When Sen. Tom Cotton (R-AR) asked if anyone had questions about Obamacare during his town hall on Wednesday night, he didn’t seem prepared for the response.
The first person to take him up on his request was 25-year old Kati McFarland, who began her comments by asking everyone in the room to stand up if they had been affected by Obamacare. Most of the packed auditorium stood and began chanting “ACA.”
In his response to McFarland’s question, Cotton tried to spin this moment.
“You asked everyone to stand up if they had been impacted by Obamacare. A lot of you did, but not all of you did,” Cotton said. “Which was a mistake. Everyone in this room has been hurt, or helped, by Obamacare.”
“Obamacare saved my life, Senator,” McFarland shot back.
This is a young woman challenging Cotton on ACA replacement plan. 2000 here inside. pic.twitter.com/bBEqIVuzoF
— Vaughn Hillyard (@VaughnHillyard) February 22, 2017
During their lengthy exchange, Cotton never gave McFarland an answer to her question: In the process of repealing Obamacare, what, specifically, would he do to prevent coverage gaps that could kill people like her?
“My family has been in the Ozarks since the 1800s. We are historically a Republican family, we are a farming family, we’re an NRA family, we’re an army family,” McFarland began. “Now, aside from inheriting their patriotism and their work ethic, I unfortunately inherited an incurable connective tissue disorder called Ehlers-Danlos Syndrome.”
McFarland gave a quick rundown of the havoc the disease wreaks on her body before telling Cotton the stakes.
“Without the coverage for pre-existing conditions, I will die. That is not hyperbole. I will die. Without the protections against lifetime coverage caps, I will die. Without the Obamacare (or ACA) exchange health care plan that I have elected to continue after my Cobra that is going to kick in after I turn 26 this coming Sunday, I will die,” she said. “Will you have a replacement plan in place to prevent coverage gaps the second the repeal goes through?”

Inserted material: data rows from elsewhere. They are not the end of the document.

use serde::Serialize;
use serde_json::Value;

use crate::API_VERSION;
use crate::error::{ClientError, ClientResult};

#[derive(Debug, Clone, Serialize)]
pub struct SuccessEnvelope {
    pub ok: bool,
    pub command: String,
    pub version: String,
    pub data: Value,
}

#[derive(Debug, Clone, Serialize)]
pub struct FailureEnvelope {
    pub ok: bool,
    pub error: ErrorContract,
    #[serde(skip_serializing_if = "Option::is_none")]
    pub data: Option<Value>,
}

#[derive(Debug, Clone, Serialize)]
pub struct ErrorContract {
    pub code: String,
    pub message: String,
    pub recovery_steps: Vec<String>,
}

pub fn success<T>(command: &str, data: T) -> ClientResult<SuccessEnvelope>
where
    T: Serialize,
{
    let json_data = serde_json::to_value(data)
        .map_err(|err| ClientError::internal_serialization(&err.to_string()))?;
    Ok(SuccessEnvelope {
        ok: true,
        command: command.to_string(),
        version: API_VERSION.to_string(),
        data: json_data,
    })
}

pub fn failure_from_error(error: &ClientError) -> FailureEnvelope {
    FailureEnvelope {
        ok: false,
        error: ErrorContract {
            code: error.code.clone(),
            message: error.message.clone(),
            recovery_steps: error.recovery_steps.clone(),
        },
        data: error.data.clone(),
    }
}
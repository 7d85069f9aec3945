use std::sync::OnceLock;

use regex::Regex;
use serde::Serialize;

use crate::calendar::Period;
use crate::report::ReportType;
use crate::{ClientError, ClientResult};

const SOURCE_KEY_PATTERN: &str = r"^(?P<report>expenses|revenue)/(?P<year>\d{4})-(?P<month>\d{2})-(?P<day>\d{2})_(?P<department>[0-9A-Za-z]{4})\.csv$";

fn source_key_regex() -> ClientResult<&'static Regex> {
    static PATTERN: OnceLock<Result<Regex, regex::Error>> = OnceLock::new();
    PATTERN
        .get_or_init(|| Regex::new(SOURCE_KEY_PATTERN))
        .as_ref()
        .map_err(|error| ClientError::internal_pattern(&error.to_string()))
}

#[derive(Debug, Clone, PartialEq, Eq)]
pub(crate) struct SourceDescriptor {
    pub(crate) key: String,
    pub(crate) report_type: ReportType,
    pub(crate) period: Period,
    pub(crate) department: String,
}

impl SourceDescriptor {
    pub(crate) fn parse(key: &str) -> ClientResult<Self> {
        let captures = source_key_regex()?
            .captures(key)
            .ok_or_else(|| ClientError::malformed_source_key(key))?;

        let report_type = ReportType::from_dir(&captures["report"])
            .ok_or_else(|| ClientError::malformed_source_key(key))?;
        let year = captures["year"]
            .parse::<i32>()
            .map_err(|_| ClientError::malformed_source_key(key))?;
        let month = captures["month"]
            .parse::<u32>()
            .map_err(|_| ClientError::malformed_source_key(key))?;
        let period = Period::new(year, month).map_err(|_| ClientError::malformed_source_key(key))?;

        Ok(Self {
            key: key.to_string(),
            report_type,
            period,
            department: captures["department"].to_string(),
        })
    }
}

#[derive(Debug, Clone, Copy, PartialEq, Eq, Serialize)]
#[serde(rename_all = "snake_case")]
pub enum SelectionMode {
    CurrentAndPrevious,
    RepublishAll,
}

impl SelectionMode {
    pub fn from_replace_flag(replace: bool) -> Self {
        if replace {
            Self::RepublishAll
        } else {
            Self::CurrentAndPrevious
        }
    }

    /// Periods eligible under this mode; empty means unrestricted.
    pub fn window(self, target: Period) -> Vec<Period> {
        match self {
            Self::CurrentAndPrevious => vec![target, target.previous()],
            Self::RepublishAll => Vec::new(),
        }
    }
}

#[derive(Debug, Clone)]
pub(crate) struct RejectedKey {
    pub(crate) key: String,
    pub(crate) error: ClientError,
}

#[derive(Debug, Clone, Default)]
pub(crate) struct Selection {
    pub(crate) selected: Vec<SourceDescriptor>,
    pub(crate) rejected: Vec<RejectedKey>,
    pub(crate) out_of_window: usize,
}

pub(crate) fn select_batches(
    report: ReportType,
    keys: &[String],
    target: Period,
    mode: SelectionMode,
) -> Selection {
    let window = mode.window(target);
    let mut selection = Selection::default();

    for key in keys {
        if key.ends_with('/') {
            continue;
        }

        let descriptor = match SourceDescriptor::parse(key) {
            Ok(descriptor) if descriptor.report_type == report => descriptor,
            Ok(_) => {
                selection.rejected.push(RejectedKey {
                    key: key.clone(),
                    error: ClientError::malformed_source_key(key),
                });
                continue;
            }
            Err(error) => {
                selection.rejected.push(RejectedKey {
                    key: key.clone(),
                    error,
                });
                continue;
            }
        };

        if mode == SelectionMode::RepublishAll || window.contains(&descriptor.period) {
            selection.selected.push(descriptor);
        } else {
            selection.out_of_window += 1;
        }
    }

    selection
}
pub mod envelope;
pub mod types;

When Cotton tried to move onto other questions before answering her, the crowd shouted him down with chants of “do your job.” When he tried to obfuscate, the crowd interrupted him with chants of “yes or no.”

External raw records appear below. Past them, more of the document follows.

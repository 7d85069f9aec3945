use crate::pipeline::parse::RawRecord;
use crate::record::{CanonicalRecord, FieldValue};
use crate::report::ReportType;

pub(crate) fn normalize_records(report: ReportType, rows: &[RawRecord]) -> Vec<CanonicalRecord> {
    rows.iter().map(|row| normalize_record(report, row)).collect()
}

pub(crate) fn normalize_record(report: ReportType, row: &RawRecord) -> CanonicalRecord {
    let mut record = CanonicalRecord::new();
    for (source, canonical) in report.field_mapping() {
        match row.get(*source) {
            Some(value) => record.insert(*canonical, value.as_str()),
            None => record.insert_missing(*canonical),
        }
    }

    for numeric in report.numeric_fields() {
        if let Some(value) = record.get_mut(numeric)
            && value.as_text() == Some("")
        {
            *value = FieldValue::Missing;
        }
    }

    record
}

#[cfg(test)]
mod tests {
    use super::{normalize_record, normalize_records};
    use crate::pipeline::parse::RawRecord;
    use crate::record::{CanonicalRecord, FieldValue};
    use crate::report::ReportType;

    fn field_names(record: &CanonicalRecord) -> Vec<String> {
        serde_json::to_value(record)
            .ok()
            .and_then(|value| value.as_object().map(|fields| fields.keys().cloned().collect()))
            .unwrap_or_default()
    }

    fn raw(pairs: &[(&str, &str)]) -> RawRecord {
        pairs
            .iter()
            .map(|(key, value)| (key.to_string(), value.to_string()))
            .collect()
    }

    #[test]
    fn renames_mapped_columns_and_drops_unknown_ones() {
        let record = normalize_record(
            ReportType::Expenses,
            &raw(&[
                ("Fund@Code", "8000"),
                ("Object Code@Code", "5120"),
                ("Report Footer", "ignored"),
            ]),
        );
        assert_eq!(record.get("fund"), &FieldValue::from("8000"));
        assert_eq!(record.get("object_code"), &FieldValue::from("5120"));
        let names = field_names(&record);
        assert!(!names.contains(&"Report Footer".to_string()));
        assert_eq!(names.len(), ReportType::Expenses.field_mapping().len());
    }

    #[test]
    fn missing_mapped_column_becomes_missing_not_an_error() {
        let record = normalize_record(ReportType::Revenue, &raw(&[("Fund@Code", "8000")]));
        assert!(field_names(&record).contains(&"revenue_source_code".to_string()));
        assert!(record.get("revenue_source_code").is_missing());
    }

    #[test]
    fn empty_numeric_values_become_missing() {
        let record = normalize_record(
            ReportType::Expenses,
            &raw(&[("% Obligated", ""), ("Expenses MTD with Period Cutoff", "1,204.50")]),
        );
        assert!(record.get("percent_obligated").is_missing());
        assert_eq!(record.get("expenses_mtd"), &FieldValue::from("1,204.50"));
    }

    #[test]
    fn empty_non_numeric_values_stay_empty_text() {
        let record = normalize_record(ReportType::Expenses, &raw(&[("Unit@Long Name", "")]));
        assert_eq!(record.get("unit_name"), &FieldValue::from(""));
    }

    #[test]
    fn preserves_input_order() {
        let rows = vec![
            raw(&[("Fund@Code", "1")]),
            raw(&[("Fund@Code", "2")]),
            raw(&[("Fund@Code", "3")]),
        ];
        let funds = normalize_records(ReportType::Revenue, &rows)
            .iter()
            .map(|record| record.get("fund").identifier_text())
            .collect::<Vec<String>>();
        assert_eq!(funds, vec!["1", "2", "3"]);
    }
}
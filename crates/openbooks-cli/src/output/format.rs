use std::cmp;

#[derive(Debug, Clone, Copy, Eq, PartialEq)]
pub enum Align {
    Left,
    Right,
}

#[derive(Debug, Clone, Copy)]
pub struct Column<'a> {
    pub name: &'a str,
    pub align: Align,
}

const INDENT: usize = 2;
const COLUMN_GAP: &str = "  ";

pub fn key_value_rows(entries: &[(&str, String)], indent: usize) -> Vec<String> {
    let label_width = entries
        .iter()
        .map(|(label, _)| label.len())
        .max()
        .unwrap_or(0);
    let padding = " ".repeat(indent);

    entries
        .iter()
        .map(|(label, value)| format!("{padding}{label:<label_width$}  {value}"))
        .collect()
}

pub fn render_table(columns: &[Column<'_>], rows: &[Vec<String>]) -> Vec<String> {
    if columns.is_empty() {
        return Vec::new();
    }

    let mut widths = columns
        .iter()
        .map(|column| column.name.len())
        .collect::<Vec<usize>>();
    for row in rows {
        for (slot, value) in widths.iter_mut().zip(row) {
            *slot = cmp::max(*slot, value.chars().count());
        }
    }

    let header = columns
        .iter()
        .map(|column| column.name.to_string())
        .collect::<Vec<String>>();

    let mut output = Vec::with_capacity(rows.len() + 1);
    output.push(format_row(columns, &header, &widths));
    for row in rows {
        output.push(format_row(columns, row, &widths));
    }
    output
}

fn format_row(columns: &[Column<'_>], cells: &[String], widths: &[usize]) -> String {
    let pieces = columns
        .iter()
        .zip(widths)
        .enumerate()
        .map(|(index, (column, width))| {
            let value = cells.get(index).map(String::as_str).unwrap_or("");
            match column.align {
                Align::Left => format!("{value:<width$}"),
                Align::Right => format!("{value:>width$}"),
            }
        })
        .collect::<Vec<String>>();

    format!("{}{}", " ".repeat(INDENT), pieces.join(COLUMN_GAP))
        .trim_end()
        .to_string()
}
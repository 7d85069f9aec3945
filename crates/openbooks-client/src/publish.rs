use reqwest::blocking::Client;
use serde::{Deserialize, Serialize};
use tracing::debug;

use crate::config::SocrataSettings;
use crate::record::CanonicalRecord;
use crate::{ClientError, ClientResult};

#[derive(Debug, Clone, Default, PartialEq, Eq, Serialize, Deserialize)]
pub struct UpsertReceipt {
    #[serde(rename = "Rows Created", default)]
    pub rows_created: Option<i64>,
    #[serde(rename = "Rows Updated", default)]
    pub rows_updated: Option<i64>,
    #[serde(rename = "Rows Deleted", default)]
    pub rows_deleted: Option<i64>,
    #[serde(rename = "Errors", default)]
    pub errors: Option<i64>,
}

/// Upserts keyed by `row_identifier`.
pub trait PublishTarget {
    fn upsert(&self, dataset_id: &str, records: &[CanonicalRecord]) -> ClientResult<UpsertReceipt>;
}

pub struct SocrataPublisher {
    client: Client,
    settings: SocrataSettings,
}

impl SocrataPublisher {
    pub fn new(settings: SocrataSettings) -> ClientResult<Self> {
        let client = Client::builder()
            .timeout(settings.timeout)
            .build()
            .map_err(|error| ClientError::internal_http_client(&error.to_string()))?;
        Ok(Self { client, settings })
    }

    pub fn upsert_url(&self, dataset_id: &str) -> String {
        format!("{}/resource/{dataset_id}.json", self.settings.base_url)
    }
}

impl PublishTarget for SocrataPublisher {
    fn upsert(&self, dataset_id: &str, records: &[CanonicalRecord]) -> ClientResult<UpsertReceipt> {
        let url = self.upsert_url(dataset_id);
        debug!(%url, records = records.len(), "sending upsert");

        let mut request = self
            .client
            .post(&url)
            .basic_auth(&self.settings.username, Some(&self.settings.password))
            .json(records);
        if let Some(token) = self.settings.app_token.as_deref() {
            request = request.header("X-App-Token", token);
        }

        let response = request
            .send()
            .map_err(|error| ClientError::publish_failed(dataset_id, &error.to_string()))?;
        let status = response.status();
        let body = response
            .text()
            .map_err(|error| ClientError::publish_failed(dataset_id, &error.to_string()))?;

        if !status.is_success() {
            return Err(ClientError::publish_failed(
                dataset_id,
                &format!("HTTP {status}: {}", body.trim()),
            ));
        }

        let receipt = parse_receipt(&body);
        check_receipt(dataset_id, &receipt)?;
        Ok(receipt)
    }
}

// A 2xx body that is not a receipt carries no counters.
pub fn parse_receipt(body: &str) -> UpsertReceipt {
    serde_json::from_str::<UpsertReceipt>(body).unwrap_or_default()
}

pub fn check_receipt(dataset_id: &str, receipt: &UpsertReceipt) -> ClientResult<()> {
    match receipt.errors {
        Some(count) if count > 0 => Err(ClientError::publish_failed(
            dataset_id,
            &format!("publish target rejected {count} rows"),
        )),
        _ => Ok(()),
    }
}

“Without the coverage for pre-existing conditions, I will die. That is not hyperbole. I will die.”
“Katy, what I’m committed to, is making sure that people with pre-existing conditions like yours, or young healthy people, all have access to affordable, quality care,” Cotton said. “I am committed to making sure we have an effective, smooth transition period.”

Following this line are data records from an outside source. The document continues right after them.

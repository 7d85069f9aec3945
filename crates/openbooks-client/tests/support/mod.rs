#![allow(dead_code)]

pub mod publish_testkit;
use std::cell::RefCell;
use std::fs;
use std::io::{Read, Write};
use std::net::TcpListener;
use std::path::Path;
use std::thread::{self, JoinHandle};

use openbooks_client::calendar::Period;
use openbooks_client::config::DatasetIds;
use openbooks_client::publish::{PublishTarget, UpsertReceipt};
use openbooks_client::record::CanonicalRecord;
use openbooks_client::{ClientError, ClientResult};
use tempfile::{Builder, TempDir};

pub const EXPENSES_DATASET: &str = "exp1-2345";
pub const REVENUE_DATASET: &str = "rev6-7890";

pub const EXPENSES_HEADER: &str = "Fund@Code,Fund@Long Name,Department@Dept,Department@Long Name,Unit@Unit Code,Unit@Long Name,Object Code Category@Code,Object Code Category@Long Name,Object Code@Code,Object Code@Long Name,Object Code - Spending Plan@Code,Object Code - Spending Plan@Long Name,Budget YTD with Period Cutoff,Proposed Budget CYE Amount FY & BFY Prompted (Phase 6),Expenses MTD with Period Cutoff,Expenses YTD with Period Cutoff,Encumbrance YTD with Period Cutoff,% Obligated";

pub const REVENUE_HEADER: &str = "Fund@Code,Fund@Long Name,Department@Dept,Department@Long Name,Unit@Unit Code,Unit@Long Name,Revenue Source Category@Code,Revenue Source Category@Long Name,Revenue Source@Code,Revenue Source@Long Name,Revenue Budget YTD with Period Cutoff,Proposed Revenue Amount CYE Prompted FY & BFY (Phase 6),Revenue MTD with Period Cutoff,Revenue YTD with Period Cutoff,Revenue ITD with Period Cutoff,Unrecognized Amount,% Unrecognized";

pub fn temp_bucket(prefix: &str) -> std::io::Result<TempDir> {
    Builder::new().prefix(prefix).tempdir()
}

pub fn write_object(root: &Path, key: &str, body: &str) {
    write_object_bytes(root, key, body.as_bytes());
}

pub fn write_object_bytes(root: &Path, key: &str, body: &[u8]) {
    let path = root.join(key);
    if let Some(parent) = path.parent() {
        let created = fs::create_dir_all(parent);
        assert!(created.is_ok());
    }
    let written = fs::write(path, body);
    assert!(written.is_ok());
}

/// One expenses row for unit/object; the unobligated column is absent from
/// the header and `% Obligated` is left blank.
pub fn expenses_csv(rows: &[(&str, &str)]) -> String {
    let mut body = format!("{EXPENSES_HEADER}\n");
    for (unit, object_code) in rows {
        body.push_str(&format!(
            "8000,General Fund,9999,Public Works,{unit},Streets,51,Personnel,{object_code},Salaries,{object_code},Salaries,1000.50,1200,100,700.25,50,\n"
        ));
    }
    body
}

pub fn revenue_csv(rows: &[(&str, &str)]) -> String {
    let mut body = format!("{REVENUE_HEADER}\n");
    for (category, source) in rows {
        body.push_str(&format!(
            "1000,General Fund,6200,Finance,6201,Treasury,{category},Taxes,{source},Property Tax,5000,6000,400,2500,2500,2500,50\n"
        ));
    }
    body
}

pub fn period(year: i32, month: u32) -> Period {
    let parsed = Period::new(year, month);
    assert!(parsed.is_ok());
    parsed.unwrap_or_else(|_| Period::from_date(chrono::NaiveDate::MIN))
}

pub fn datasets() -> DatasetIds {
    DatasetIds {
        expenses: EXPENSES_DATASET.to_string(),
        revenue: REVENUE_DATASET.to_string(),
    }
}

/// Publish target that records every upsert and can be told to reject a
/// given call (zero-based).
#[derive(Default)]
pub struct RecordingTarget {
    pub calls: RefCell<Vec<(String, Vec<CanonicalRecord>)>>,
    pub fail_on_call: Option<usize>,
}

impl RecordingTarget {
    pub fn failing_on(call: usize) -> Self {
        Self {
            calls: RefCell::new(Vec::new()),
            fail_on_call: Some(call),
        }
    }

    pub fn dataset_ids(&self) -> Vec<String> {
        self.calls
            .borrow()
            .iter()
            .map(|(dataset_id, _)| dataset_id.clone())
            .collect()
    }

    pub fn call_count(&self) -> usize {
        self.calls.borrow().len()
    }
}

impl PublishTarget for RecordingTarget {
    fn upsert(&self, dataset_id: &str, records: &[CanonicalRecord]) -> ClientResult<UpsertReceipt> {
        let call = self.calls.borrow().len();
        self.calls
            .borrow_mut()
            .push((dataset_id.to_string(), records.to_vec()));
        if self.fail_on_call == Some(call) {
            return Err(ClientError::publish_failed(dataset_id, "HTTP 500: upstream unavailable"));
        }
        Ok(UpsertReceipt {
            rows_created: Some(i64::try_from(records.len()).unwrap_or(i64::MAX)),
            rows_updated: Some(0),
            rows_deleted: Some(0),
            errors: Some(0),
        })
    }
}

pub fn serve_once(
    status_line: &'static str,
    body: &'static str,
) -> Option<(String, JoinHandle<()>)> {
    let listener = TcpListener::bind("127.0.0.1:0").ok()?;
    let address = listener.local_addr().ok()?;
    let handle = thread::spawn(move || {
        let Ok((mut stream, _)) = listener.accept() else {
            return;
        };
        let mut raw = Vec::new();
        let mut buffer = [0_u8; 4096];
        while let Ok(read) = stream.read(&mut buffer) {
            if read == 0 {
                break;
            }
            raw.extend_from_slice(&buffer[..read]);
            if request_is_complete(&raw) {
                break;
            }
        }
        let response = format!(
            "HTTP/1.1 {status_line}\r\nContent-Type: application/json\r\nContent-Length: {}\r\nConnection: close\r\n\r\n{body}",
            body.len()
        );
        let _ = stream.write_all(response.as_bytes());
    });
    Some((format!("http://{address}"), handle))
}

fn request_is_complete(raw: &[u8]) -> bool {
    let text = String::from_utf8_lossy(raw);
    let Some(end) = text.find("\r\n\r\n") else {
        return false;
    };
    let content_length = text[..end]
        .lines()
        .filter_map(|line| line.split_once(':'))
        .find(|(name, _)| name.eq_ignore_ascii_case("content-length"))
        .and_then(|(_, value)| value.trim().parse::<usize>().ok())
        .unwrap_or(0);
    raw.len() >= end + 4 + content_length
}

McFarland pressed him for about five minutes about specifically how he planned to ensure that. But Cotton continued to dodge her attempts to pin him down.
You can watch the full exchange here, starting around 21:00:
In his attempts to dodge McFarland’s question, Cotton attempted to lecture her on health care terminology, citing the fact that insurance companies are no longer allowed to discriminate against people with pre-existing conditions. That prohibition is a key tenet of Obamacare.
Eventually, Cotton gave a vague answer suggesting that he supports some of the protections McFarland cited, and that he would “make that clear in the legislative process,” before saying he needed to move on.
“Before they ask theirs, I’d appreciate if you’d actually answer mine,” McFarland said.“But I can see you won’t.” The crowd erupted in cheers.
The next question, however, was just as emotional — and Cotton took just as much of a beating for his stance on health care.
“My husband has dementia, Alzheimer’s, plus multiple other things. And you ought to stand there with him with at home — you expect us to be calm, cool, and collected,” the woman, who had said that she and her husband relied on Medicare, began. “Well, what kind of insurance do you have?”
“I’ve got a husband dying. And let me tell you something. If you can get us better coverage than this, go for it.”
Though Cotton said he would be happy to meet with her and listen more to her story, he never gave her or McFarland more details on the shape of the purported GOP Obamacare replacement legislation.